For PM_10.0 and Total PM Concentration, slightly lower test R² values (0.91 and 0.86, respectively) were observed despite high training R² values, suggesting higher variance in the test data for these variables. Neural networks, used as meta learners for these targets, likely helped address the nonlinearity in the data. Linear models, including Linear Regression and Ridge Regression, also proved effective as base learners, particularly for Particle Count Density, which achieved a near-perfect R² value of 0.99 in testing.

The close alignment between training and test R² values across most target variables indicates minimal overfitting, even for variables like PM_10.0 and Total PM Concentration, where test performance was relatively lower but remained robust. The average train R² value for stacking models with various base learner and meta-learner combinations across all target variables was 0.99, while the average test R² value for the same combinations was 0.96. This highlights the effectiveness of the stacking framework in calibrating cost-effective sensors used in our study.

The scatter plots, quantile-quantile plots, permutation importance ranking plots , and the error distribution plots corresponding to the best-performing stacking model for each target variable are presented below (Figure 4, Figure 5, Figure 6, and Figure 7).

The scatter plots in Figure 4 compare the actual values, measured by the reference sensor, and the predicted values generated by the hyperparameter-optimized stacking models for PM_1.0, PM_2.5, PM_4.0, PM_10.0, Total PM Concentration, and Particle Count Density. The x-axis represents the actual measurements obtained from the reference sensor (Palas), while the y-axis represents the predictions generated by the stacking regression models using inexpensive LoRa sensor data as input features. Each plot includes a 1:1 reference line to indicate perfect agreement between predicted and actual values. Marginal probability density functions (PDFs) are shown above (for actual values) and to the right (for predicted values), providing a visual summary of the distribution of training (blue) and testing (orange) data. The train-test split and the coefficient of determination (

R^{2}

) values, which quantify the model’s predictive accuracy, are included in the legend.

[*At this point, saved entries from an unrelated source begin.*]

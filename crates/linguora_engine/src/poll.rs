use std::future::Future;

use linguora_core::{DocumentHandle, JobStatus};
use tokio_util::sync::CancellationToken;

use engine_logging::{engine_debug, engine_warn};

use crate::client::TranslationApi;
use crate::settings::PollSettings;
use crate::{ApiError, FailureKind};

/// Polls `document` until the service reports `Done` or `Error`.
///
/// Every attempt first waits one interval, then issues exactly one status
/// request; at least one attempt is made even when `max_attempts` is zero.
/// `on_tick` sees each status before the next attempt starts, so
/// ticks never overlap. Transport and decode failures end polling at once.
/// Cancellation is honoured while waiting and while a request is in flight;
/// a cancelled poll reports nothing further through `on_tick`.
pub async fn poll_until_terminal<F>(
    api: &dyn TranslationApi,
    document: &DocumentHandle,
    settings: &PollSettings,
    cancel: &CancellationToken,
    mut on_tick: F,
) -> Result<JobStatus, ApiError>
where
    F: FnMut(JobStatus) + Send,
{
    let max_attempts = settings.max_attempts.max(1);
    for attempt in 1..=max_attempts {
        tokio::select! {
            biased;
            _ = cancel.cancelled() => return Err(ApiError::cancelled()),
            _ = tokio::time::sleep(settings.interval) => {}
        }

        let status = with_cancel(cancel, api.document_status(document)).await?;
        engine_debug!(
            "Poll attempt {} document_id={} status={}",
            attempt,
            document.id,
            status
        );
        on_tick(status);
        if status.is_terminal() {
            return Ok(status);
        }
    }

    engine_warn!(
        "Giving up on document_id={} after {} polls",
        document.id,
        max_attempts
    );
    Err(ApiError::new(
        FailureKind::PollLimitReached {
            attempts: max_attempts,
        },
        "job did not finish in time",
    ))
}

/// Races `fut` against `cancel`; the future is dropped (and its request
/// aborted) as soon as the token fires.
pub async fn with_cancel<T, Fut>(cancel: &CancellationToken, fut: Fut) -> Result<T, ApiError>
where
    Fut: Future<Output = Result<T, ApiError>>,
{
    tokio::select! {
        biased;
        _ = cancel.cancelled() => Err(ApiError::cancelled()),
        result = fut => result,
    }
}
use std::path::Path;

use bytes::Bytes;
use linguora_core::Formality;

use crate::mime::{extension_of, mime_for_extension, output_format_for_extension};
use crate::{ApiError, FailureKind};

/// A validated text translation request. Construction is the only place the
/// input rules are checked, so an instance never needs re-validation.
#[derive(Debug, Clone, PartialEq, Eq)]
pub struct TextRequest {
    text: String,
    target_lang: String,
    source_lang: Option<String>,
}

impl TextRequest {
    pub fn new(text: &str, target_lang: &str, source_lang: Option<&str>) -> Result<Self, ApiError> {
        let text = text.trim();
        if text.is_empty() {
            return Err(ApiError::new(FailureKind::EmptyInput, "nothing to translate"));
        }
        Ok(Self {
            text: text.to_string(),
            target_lang: require_target(Some(target_lang))?,
            source_lang: optional(source_lang),
        })
    }

    pub fn text(&self) -> &str {
        &self.text
    }

    pub fn target_lang(&self) -> &str {
        &self.target_lang
    }

    pub fn source_lang(&self) -> Option<&str> {
        self.source_lang.as_deref()
    }

    pub(crate) fn form_fields(&self) -> Vec<(&'static str, &str)> {
        let mut fields = vec![
            ("text", self.text.as_str()),
            ("target_lang", self.target_lang.as_str()),
        ];
        if let Some(source) = &self.source_lang {
            fields.push(("source_lang", source.as_str()));
        }
        fields
    }
}

/// A document ready to be uploaded: bytes in memory plus validated options.
#[derive(Debug, Clone, PartialEq, Eq)]
pub struct DocumentUpload {
    bytes: Bytes,
    file_name: String,
    target_lang: String,
    source_lang: Option<String>,
    formality: Formality,
}

impl DocumentUpload {
    pub fn new(
        bytes: impl Into<Bytes>,
        file_name: impl Into<String>,
        target_lang: Option<&str>,
        source_lang: Option<&str>,
        formality: Formality,
    ) -> Result<Self, ApiError> {
        Ok(Self {
            target_lang: require_target(target_lang)?,
            bytes: bytes.into(),
            file_name: file_name.into(),
            source_lang: optional(source_lang),
            formality,
        })
    }

    /// Reads the whole file. The target language is checked first so a
    /// missing target never touches the disk.
    pub async fn from_path(
        path: &Path,
        target_lang: Option<&str>,
        source_lang: Option<&str>,
        formality: Formality,
    ) -> Result<Self, ApiError> {
        require_target(target_lang)?;
        let file_name = path
            .file_name()
            .and_then(|name| name.to_str())
            .filter(|name| !name.is_empty())
            .ok_or_else(|| ApiError::new(FailureKind::Storage, "path has no file name"))?
            .to_string();
        let bytes = tokio::fs::read(path)
            .await
            .map_err(|err| ApiError::new(FailureKind::Storage, format!("{}: {err}", path.display())))?;
        Self::new(bytes, file_name, target_lang, source_lang, formality)
    }

    pub fn bytes(&self) -> &Bytes {
        &self.bytes
    }

    pub fn file_name(&self) -> &str {
        &self.file_name
    }

    pub fn formality(&self) -> Formality {
        self.formality
    }

    pub fn mime_type(&self) -> &'static str {
        mime_for_extension(&extension_of(&self.file_name))
    }

    pub fn output_format(&self) -> Option<&'static str> {
        output_format_for_extension(&extension_of(&self.file_name))
    }

    /// Text parts of the multipart body, in wire order. The file part follows them.
    pub fn text_fields(&self) -> Vec<(&'static str, String)> {
        let mut fields = vec![
            ("target_lang", self.target_lang.clone()),
            ("formality", self.formality.as_str().to_string()),
        ];
        if let Some(source) = &self.source_lang {
            fields.push(("source_lang", source.clone()));
        }
        fields.push(("filename", self.file_name.clone()));
        if let Some(format) = self.output_format() {
            fields.push(("output_format", format.to_string()));
        }
        fields
    }
}

fn require_target(target_lang: Option<&str>) -> Result<String, ApiError> {
    match target_lang.map(str::trim) {
        Some(lang) if !lang.is_empty() => Ok(lang.to_string()),
        _ => Err(ApiError::new(
            FailureKind::MissingTargetLanguage,
            "a target language is required",
        )),
    }
}

fn optional(lang: Option<&str>) -> Option<String> {
    lang.map(str::trim)
        .filter(|lang| !lang.is_empty())
        .map(ToOwned::to_owned)
}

The R² values for the testing set are exceptionally high (0.99) for PM_1.0, PM_2.5, PM_4.0, and Particle Count Density, indicating near-perfect predictive performance for these variables. These results highlight the stacking model’s ability to effectively capture the variability in smaller particulate matter concentrations, which typically remain suspended in the air for longer durations. For PM_10.0 and Total PM Concentration, the testing R² values are slightly lower, at 0.91 and 0.86, respectively.

When comparing the Super Learner model with the Random Forest Model, the results indicate notable improvements across most particulate matter fractions. For instance, the Super Learner improved the test R² for PM_2.5 from 0.98 (Random Forest) to 0.99, and for PM_1.0 and PM_4.0, the R² values increased from 0.97 to 0.99. For PM_10.0, the improvement was more modest, increasing from 0.89 to 0.91, while Total PM Concentration saw an increase from 0.80 to 0.86.

The lower R² values for PM_10.0 and Total PM Concentration can be attributed to the increased variability associated with larger particle size fractions, which tend to sediment more quickly and are more influenced by localized emission sources. This may also indicate that the primary sources of particulate pollution predominantly emit smaller particles, contributing to the relatively higher predictive accuracy for smaller size fractions.

Notable deviations from the 1:1 line occur at higher concentration ranges, especially for PM_10.0 and Total PM Concentration. These deviations suggest the need for further model refinement to improve predictions for extreme values (This indicated by the higher error in the PM_10.0 and Total PM Concentration predictions as shown in Figure 7). However, the marginal Probability Density Functions (PDFs) confirm that the overall predicted distributions align closely with the actual distributions, underscoring the robustness of the stacking models for most scenarios. These results suggest that the stacking framework is highly effective for calibrating cheaper sensors to predict particulate matter concentrations and particle count density.

Figure 5 shows quantile-quantile (Q-Q) plots comparing the actual quantiles of the target variables with the predicted quantiles generated by the stacking regression models. The x-axis represents the actual quantiles derived from the distribution of the target variable measured by the reference sensor (Palas, using the test dataset), while the y-axis represents the predicted quantiles derived from the stacking model predictions based on the test dataset of the reduced-cost sensor node (LoRa prototype). The grey dashed line represents the ideal response, where the actual and predicted quantiles perfectly align.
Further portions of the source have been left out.